Chewing gum was striking in its popularity among turn-of-the-century college women. In 1892, Wrigley even named a brand of gum Vassar after this target demographic, signaling that gum-chewing college girls were very much present in the public eye.

Wrigley’s Vassar Chewing Gum box, circa 1893
However, this did not stop newspapers all over the United States from ridiculing the Vassar girls and their chewing habits.[1] While women continued to enjoy chewing gum, they paid the price through the public’s scrutiny. Opposition to the advertising campaigns appeared in popular literature, where chewing, blowing bubbles, and spitting out gum were decried. One character in a 1912 Scribner’s sketch complained about the “inelegant, unladylike, and disfiguring habit of chewing gum in which the rank and files of American women persistently indulge.”[2]
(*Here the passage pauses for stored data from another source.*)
//! Error types for cwh-runner
//!
//! Every error maps to exactly one [`FailureCategory`] so a failed scenario can
//! be reported as `failed(category, detail)`.

use cwh_common::PlayerErrorDetail;
use serde::{Deserialize, Serialize};
use std::time::Duration;
use thiserror::Error;

/// Main error type for cwh-runner
#[derive(Error, Debug)]
pub enum Error {
    /// Error raised by the player collaborator (event or failed call)
    #[error("Player error: {0}")]
    Player(PlayerErrorDetail),

    /// Content could not be loaded (unsupported or unreachable)
    #[error("Load error: {0}")]
    Load(PlayerErrorDetail),

    /// A Waiter condition was not met before its deadline
    #[error("Timed out after {timeout:?} waiting for {label}")]
    WaitTimeout { label: String, timeout: Duration },

    /// A Waiter request was cancelled before it resolved
    #[error("Wait for {0} was cancelled")]
    WaitCancelled(String),

    /// Scenario configuration rejected before load began
    #[error("Configuration error: {0}")]
    Configuration(String),

    /// A post-load expectation did not hold
    #[error("Assertion failed: {0}")]
    Assertion(String),

    /// Shared library error (config loading, I/O)
    #[error(transparent)]
    Common(#[from] cwh_common::Error),

    /// File I/O errors
    #[error("File I/O error: {0}")]
    Io(#[from] std::io::Error),

    /// Other errors
    #[error("Internal error: {0}")]
    Internal(String),
}

/// Convenience Result type using cwh-runner Error
pub type Result<T> = std::result::Result<T, Error>;

/// Failure category reported for a failed scenario
#[derive(Debug, Clone, Copy, PartialEq, Eq, Serialize, Deserialize)]
#[serde(rename_all = "snake_case")]
pub enum FailureCategory {
    PlayerError,
    WaitTimeout,
    ConfigurationError,
    AssertionFailed,
    /// Panics and cancellations with no recorded cause
    Unexpected,
}

impl std::fmt::Display for FailureCategory {
    fn fmt(&self, f: &mut std::fmt::Formatter<'_>) -> std::fmt::Result {
        match self {
            FailureCategory::PlayerError => write!(f, "PlayerError"),
            FailureCategory::WaitTimeout => write!(f, "WaitTimeout"),
            FailureCategory::ConfigurationError => write!(f, "ConfigurationError"),
            FailureCategory::AssertionFailed => write!(f, "AssertionFailed"),
            FailureCategory::Unexpected => write!(f, "Unexpected"),
        }
    }
}

impl Error {
    pub fn category(&self) -> FailureCategory {
        match self {
            Error::Player(_) | Error::Load(_) => FailureCategory::PlayerError,
            Error::WaitTimeout { .. } => FailureCategory::WaitTimeout,
            Error::Configuration(_) | Error::Common(_) => FailureCategory::ConfigurationError,
            Error::Assertion(_) => FailureCategory::AssertionFailed,
            Error::WaitCancelled(_) | Error::Io(_) | Error::Internal(_) => {
                FailureCategory::Unexpected
            }
        }
    }

    /// Detail string for reports
    ///
    /// Player errors are surfaced verbatim; everything else uses its Display.
    pub fn detail(&self) -> String {
        match self {
            Error::Player(detail) | Error::Load(detail) => detail.to_string(),
            other => other.to_string(),
        }
    }
}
1938 Ad Wrigley’s Gum with Claudette Colbert
By the 1920s, however, the eponymous “Flapper Girl” scoffed at stuffy pretensions and chewed gum with abandon. Gum companies then focused their advertising on middle and upper-class women with more refined sensibilities. Their goal was to change gum’s reputation from a product considered “unladylike” to something upmarket and even glamorous. This shift began in the mid-1930s, when Americans looked to advertising print culture as a roadmap for daily life. A 1938 ad featuring actress Claudette Colbert reinforced beauty standards by making gum synonymous with good health, white teeth and a perfect complexion. Gum became marketed less as a sweet treat, and more as a feminine product. This enabled gum manufacturers to tap into the booming beauty industry’s consumer base of middle and upper-class women.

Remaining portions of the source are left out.